*EXERCISE*. Each record below should be written out again exactly.

================================

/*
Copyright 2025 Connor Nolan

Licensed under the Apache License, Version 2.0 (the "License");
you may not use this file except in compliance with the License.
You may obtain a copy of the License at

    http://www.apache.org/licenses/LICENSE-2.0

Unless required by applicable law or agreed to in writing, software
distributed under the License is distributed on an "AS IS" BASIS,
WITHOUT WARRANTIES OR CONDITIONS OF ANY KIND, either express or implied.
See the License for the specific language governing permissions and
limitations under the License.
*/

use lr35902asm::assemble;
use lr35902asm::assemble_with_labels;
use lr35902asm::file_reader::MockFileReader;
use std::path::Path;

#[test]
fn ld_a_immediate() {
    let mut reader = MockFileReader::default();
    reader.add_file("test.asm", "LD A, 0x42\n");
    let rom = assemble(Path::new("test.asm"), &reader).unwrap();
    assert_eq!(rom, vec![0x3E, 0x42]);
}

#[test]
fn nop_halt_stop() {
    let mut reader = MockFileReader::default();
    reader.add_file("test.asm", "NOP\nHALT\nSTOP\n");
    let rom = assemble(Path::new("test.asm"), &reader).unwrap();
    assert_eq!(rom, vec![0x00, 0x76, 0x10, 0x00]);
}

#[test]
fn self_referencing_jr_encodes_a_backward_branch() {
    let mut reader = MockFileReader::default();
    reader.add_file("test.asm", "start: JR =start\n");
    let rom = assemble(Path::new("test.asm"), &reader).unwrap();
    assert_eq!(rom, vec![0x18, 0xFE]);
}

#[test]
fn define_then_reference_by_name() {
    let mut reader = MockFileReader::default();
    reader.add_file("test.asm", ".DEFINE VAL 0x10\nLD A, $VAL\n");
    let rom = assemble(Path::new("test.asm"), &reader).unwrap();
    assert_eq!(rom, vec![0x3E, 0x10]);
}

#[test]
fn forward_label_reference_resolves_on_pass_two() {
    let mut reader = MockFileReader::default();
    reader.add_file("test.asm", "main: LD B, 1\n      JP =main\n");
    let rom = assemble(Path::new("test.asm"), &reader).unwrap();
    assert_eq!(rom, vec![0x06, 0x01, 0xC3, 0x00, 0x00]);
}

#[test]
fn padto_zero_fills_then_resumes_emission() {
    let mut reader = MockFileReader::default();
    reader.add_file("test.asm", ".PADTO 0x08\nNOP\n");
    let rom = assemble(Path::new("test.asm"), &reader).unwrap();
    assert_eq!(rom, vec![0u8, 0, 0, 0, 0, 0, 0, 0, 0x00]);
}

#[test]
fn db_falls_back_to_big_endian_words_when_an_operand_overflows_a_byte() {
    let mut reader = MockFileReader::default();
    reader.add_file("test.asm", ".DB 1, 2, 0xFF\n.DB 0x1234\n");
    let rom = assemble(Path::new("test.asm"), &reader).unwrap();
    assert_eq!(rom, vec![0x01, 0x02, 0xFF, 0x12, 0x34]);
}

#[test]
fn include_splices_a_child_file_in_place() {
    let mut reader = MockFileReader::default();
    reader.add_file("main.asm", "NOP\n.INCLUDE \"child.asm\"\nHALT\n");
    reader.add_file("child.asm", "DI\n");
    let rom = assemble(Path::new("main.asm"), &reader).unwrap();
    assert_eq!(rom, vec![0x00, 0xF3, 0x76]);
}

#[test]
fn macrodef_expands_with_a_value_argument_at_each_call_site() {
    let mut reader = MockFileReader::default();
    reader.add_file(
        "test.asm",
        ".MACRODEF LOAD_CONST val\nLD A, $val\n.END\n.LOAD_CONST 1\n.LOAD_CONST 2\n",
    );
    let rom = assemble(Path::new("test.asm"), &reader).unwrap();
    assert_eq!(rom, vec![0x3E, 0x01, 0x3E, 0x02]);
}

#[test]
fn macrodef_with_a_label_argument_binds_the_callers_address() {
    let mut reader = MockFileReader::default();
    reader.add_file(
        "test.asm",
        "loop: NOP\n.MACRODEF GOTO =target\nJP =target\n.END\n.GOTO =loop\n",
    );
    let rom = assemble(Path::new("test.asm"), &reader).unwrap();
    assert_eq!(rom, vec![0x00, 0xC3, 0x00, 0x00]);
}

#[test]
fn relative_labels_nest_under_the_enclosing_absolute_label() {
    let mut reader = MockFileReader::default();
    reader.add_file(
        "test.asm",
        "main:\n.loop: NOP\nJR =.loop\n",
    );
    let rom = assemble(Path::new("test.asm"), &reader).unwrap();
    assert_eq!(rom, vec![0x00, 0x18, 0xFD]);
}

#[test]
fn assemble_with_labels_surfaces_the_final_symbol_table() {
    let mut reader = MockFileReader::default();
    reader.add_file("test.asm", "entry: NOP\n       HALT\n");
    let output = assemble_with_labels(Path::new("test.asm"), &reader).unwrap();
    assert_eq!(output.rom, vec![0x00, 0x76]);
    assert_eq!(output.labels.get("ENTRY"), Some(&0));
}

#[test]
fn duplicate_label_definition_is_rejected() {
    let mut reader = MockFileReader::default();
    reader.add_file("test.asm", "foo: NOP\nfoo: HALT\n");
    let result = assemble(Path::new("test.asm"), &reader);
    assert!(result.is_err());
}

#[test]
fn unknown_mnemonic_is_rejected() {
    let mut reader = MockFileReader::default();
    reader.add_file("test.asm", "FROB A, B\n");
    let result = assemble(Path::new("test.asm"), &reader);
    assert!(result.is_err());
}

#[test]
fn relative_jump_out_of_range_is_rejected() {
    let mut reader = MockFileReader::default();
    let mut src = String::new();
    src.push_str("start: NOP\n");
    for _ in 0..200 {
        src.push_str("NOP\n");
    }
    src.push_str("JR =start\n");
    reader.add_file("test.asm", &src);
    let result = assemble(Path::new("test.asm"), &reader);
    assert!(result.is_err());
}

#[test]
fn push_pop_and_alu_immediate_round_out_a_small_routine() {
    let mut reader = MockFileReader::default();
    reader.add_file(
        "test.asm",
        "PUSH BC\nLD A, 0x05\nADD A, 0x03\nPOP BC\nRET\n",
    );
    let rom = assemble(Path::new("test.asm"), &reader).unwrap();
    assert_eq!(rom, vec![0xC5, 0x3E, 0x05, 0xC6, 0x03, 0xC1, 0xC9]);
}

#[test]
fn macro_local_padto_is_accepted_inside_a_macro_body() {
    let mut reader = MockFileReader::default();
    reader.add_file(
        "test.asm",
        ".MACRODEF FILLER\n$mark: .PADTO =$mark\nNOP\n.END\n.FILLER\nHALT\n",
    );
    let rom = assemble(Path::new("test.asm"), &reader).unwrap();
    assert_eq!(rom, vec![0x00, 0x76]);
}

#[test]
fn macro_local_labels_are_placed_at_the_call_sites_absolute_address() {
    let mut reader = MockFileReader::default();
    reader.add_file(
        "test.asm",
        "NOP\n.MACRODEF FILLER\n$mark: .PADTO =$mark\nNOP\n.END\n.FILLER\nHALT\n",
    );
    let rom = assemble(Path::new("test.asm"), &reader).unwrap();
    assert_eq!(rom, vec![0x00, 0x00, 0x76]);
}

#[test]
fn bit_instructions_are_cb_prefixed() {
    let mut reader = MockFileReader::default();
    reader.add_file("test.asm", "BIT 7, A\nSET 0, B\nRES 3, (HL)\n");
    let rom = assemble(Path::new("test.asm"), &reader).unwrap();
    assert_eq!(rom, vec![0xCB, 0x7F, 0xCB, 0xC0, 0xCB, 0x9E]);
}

================================

*SOLUTION TO THE PROBLEM*.
/*
Copyright 2025 Connor Nolan

Licensed under the Apache License, Version 2.0 (the "License");
you may not use this file except in compliance with the License.
You may obtain a copy of the License at

    http://www.apache.org/licenses/LICENSE-2.0

Unless required by applicable law or agreed to in writing, software
distributed under the License is distributed on an "AS IS" BASIS,
WITHOUT WARRANTIES OR CONDITIONS OF ANY KIND, either express or implied.
See the License for the specific language governing permissions and
limitations under the License.
*/

use lr35902asm::assemble;
use lr35902asm::assemble_with_labels;
use lr35902asm::file_reader::MockFileReader;
use std::path::Path;

#[test]
fn ld_a_immediate() {
    let mut reader = MockFileReader::default();
    reader.add_file("test.asm", "LD A, 0x42\n");
    let rom = assemble(Path::new("test.asm"), &reader).unwrap();
    assert_eq!(rom, vec![0x3E, 0x42]);
}

#[test]
fn nop_halt_stop() {
    let mut reader = MockFileReader::default();
    reader.add_file("test.asm", "NOP\nHALT\nSTOP\n");
    let rom = assemble(Path::new("test.asm"), &reader).unwrap();
    assert_eq!(rom, vec![0x00, 0x76, 0x10, 0x00]);
}

#[test]
fn self_referencing_jr_encodes_a_backward_branch() {
    let mut reader = MockFileReader::default();
    reader.add_file("test.asm", "start: JR =start\n");
    let rom = assemble(Path::new("test.asm"), &reader).unwrap();
    assert_eq!(rom, vec![0x18, 0xFE]);
}

#[test]
fn define_then_reference_by_name() {
    let mut reader = MockFileReader::default();
    reader.add_file("test.asm", ".DEFINE VAL 0x10\nLD A, $VAL\n");
    let rom = assemble(Path::new("test.asm"), &reader).unwrap();
    assert_eq!(rom, vec![0x3E, 0x10]);
}

#[test]
fn forward_label_reference_resolves_on_pass_two() {
    let mut reader = MockFileReader::default();
    reader.add_file("test.asm", "main: LD B, 1\n      JP =main\n");
    let rom = assemble(Path::new("test.asm"), &reader).unwrap();
    assert_eq!(rom, vec![0x06, 0x01, 0xC3, 0x00, 0x00]);
}

#[test]
fn padto_zero_fills_then_resumes_emission() {
    let mut reader = MockFileReader::default();
    reader.add_file("test.asm", ".PADTO 0x08\nNOP\n");
    let rom = assemble(Path::new("test.asm"), &reader).unwrap();
    assert_eq!(rom, vec![0u8, 0, 0, 0, 0, 0, 0, 0, 0x00]);
}

#[test]
fn db_falls_back_to_big_endian_words_when_an_operand_overflows_a_byte() {
    let mut reader = MockFileReader::default();
    reader.add_file("test.asm", ".DB 1, 2, 0xFF\n.DB 0x1234\n");
    let rom = assemble(Path::new("test.asm"), &reader).unwrap();
    assert_eq!(rom, vec![0x01, 0x02, 0xFF, 0x12, 0x34]);
}

#[test]
fn include_splices_a_child_file_in_place() {
    let mut reader = MockFileReader::default();
    reader.add_file("main.asm", "NOP\n.INCLUDE \"child.asm\"\nHALT\n");
    reader.add_file("child.asm", "DI\n");
    let rom = assemble(Path::new("main.asm"), &reader).unwrap();
    assert_eq!(rom, vec![0x00, 0xF3, 0x76]);
}

#[test]
fn macrodef_expands_with_a_value_argument_at_each_call_site() {
    let mut reader = MockFileReader::default();
    reader.add_file(
        "test.asm",
        ".MACRODEF LOAD_CONST val\nLD A, $val\n.END\n.LOAD_CONST 1\n.LOAD_CONST 2\n",
    );
    let rom = assemble(Path::new("test.asm"), &reader).unwrap();
    assert_eq!(rom, vec![0x3E, 0x01, 0x3E, 0x02]);
}

#[test]
fn macrodef_with_a_label_argument_binds_the_callers_address() {
    let mut reader = MockFileReader::default();
    reader.add_file(
        "test.asm",
        "loop: NOP\n.MACRODEF GOTO =target\nJP =target\n.END\n.GOTO =loop\n",
    );
    let rom = assemble(Path::new("test.asm"), &reader).unwrap();
    assert_eq!(rom, vec![0x00, 0xC3, 0x00, 0x00]);
}

#[test]
fn relative_labels_nest_under_the_enclosing_absolute_label() {
    let mut reader = MockFileReader::default();
    reader.add_file(
        "test.asm",
        "main:\n.loop: NOP\nJR =.loop\n",
    );
    let rom = assemble(Path::new("test.asm"), &reader).unwrap();
    assert_eq!(rom, vec![0x00, 0x18, 0xFD]);
}

#[test]
fn assemble_with_labels_surfaces_the_final_symbol_table() {
    let mut reader = MockFileReader::default();
    reader.add_file("test.asm", "entry: NOP\n       HALT\n");
    let output = assemble_with_labels(Path::new("test.asm"), &reader).unwrap();
    assert_eq!(output.rom, vec![0x00, 0x76]);
    assert_eq!(output.labels.get("ENTRY"), Some(&0));
}

#[test]
fn duplicate_label_definition_is_rejected() {
    let mut reader = MockFileReader::default();
    reader.add_file("test.asm", "foo: NOP\nfoo: HALT\n");
    let result = assemble(Path::new("test.asm"), &reader);
    assert!(result.is_err());
}

#[test]
fn unknown_mnemonic_is_rejected() {
    let mut reader = MockFileReader::default();
    reader.add_file("test.asm", "FROB A, B\n");
    let result = assemble(Path::new("test.asm"), &reader);
    assert!(result.is_err());
}

#[test]
fn relative_jump_out_of_range_is_rejected() {
    let mut reader = MockFileReader::default();
    let mut src = String::new();
    src.push_str("start: NOP\n");
    for _ in 0..200 {
        src.push_str("NOP\n");
    }
    src.push_str("JR =start\n");
    reader.add_file("test.asm", &src);
    let result = assemble(Path::new("test.asm"), &reader);
    assert!(result.is_err());
}

#[test]
fn push_pop_and_alu_immediate_round_out_a_small_routine() {
    let mut reader = MockFileReader::default();
    reader.add_file(
        "test.asm",
        "PUSH BC\nLD A, 0x05\nADD A, 0x03\nPOP BC\nRET\n",
    );
    let rom = assemble(Path::new("test.asm"), &reader).unwrap();
    assert_eq!(rom, vec![0xC5, 0x3E, 0x05, 0xC6, 0x03, 0xC1, 0xC9]);
}

#[test]
fn macro_local_padto_is_accepted_inside_a_macro_body() {
    let mut reader = MockFileReader::default();
    reader.add_file(
        "test.asm",
        ".MACRODEF FILLER\n$mark: .PADTO =$mark\nNOP\n.END\n.FILLER\nHALT\n",
    );
    let rom = assemble(Path::new("test.asm"), &reader).unwrap();
    assert_eq!(rom, vec![0x00, 0x76]);
}

#[test]
fn macro_local_labels_are_placed_at_the_call_sites_absolute_address() {
    let mut reader = MockFileReader::default();
    reader.add_file(
        "test.asm",
        "NOP\n.MACRODEF FILLER\n$mark: .PADTO =$mark\nNOP\n.END\n.FILLER\nHALT\n",
    );
    let rom = assemble(Path::new("test.asm"), &reader).unwrap();
    assert_eq!(rom, vec![0x00, 0x00, 0x76]);
}

#[test]
fn bit_instructions_are_cb_prefixed() {
    let mut reader = MockFileReader::default();
    reader.add_file("test.asm", "BIT 7, A\nSET 0, B\nRES 3, (HL)\n");
    let rom = assemble(Path::new("test.asm"), &reader).unwrap();
    assert_eq!(rom, vec![0xCB, 0x7F, 0xCB, 0xC0, 0xCB, 0x9E]);
}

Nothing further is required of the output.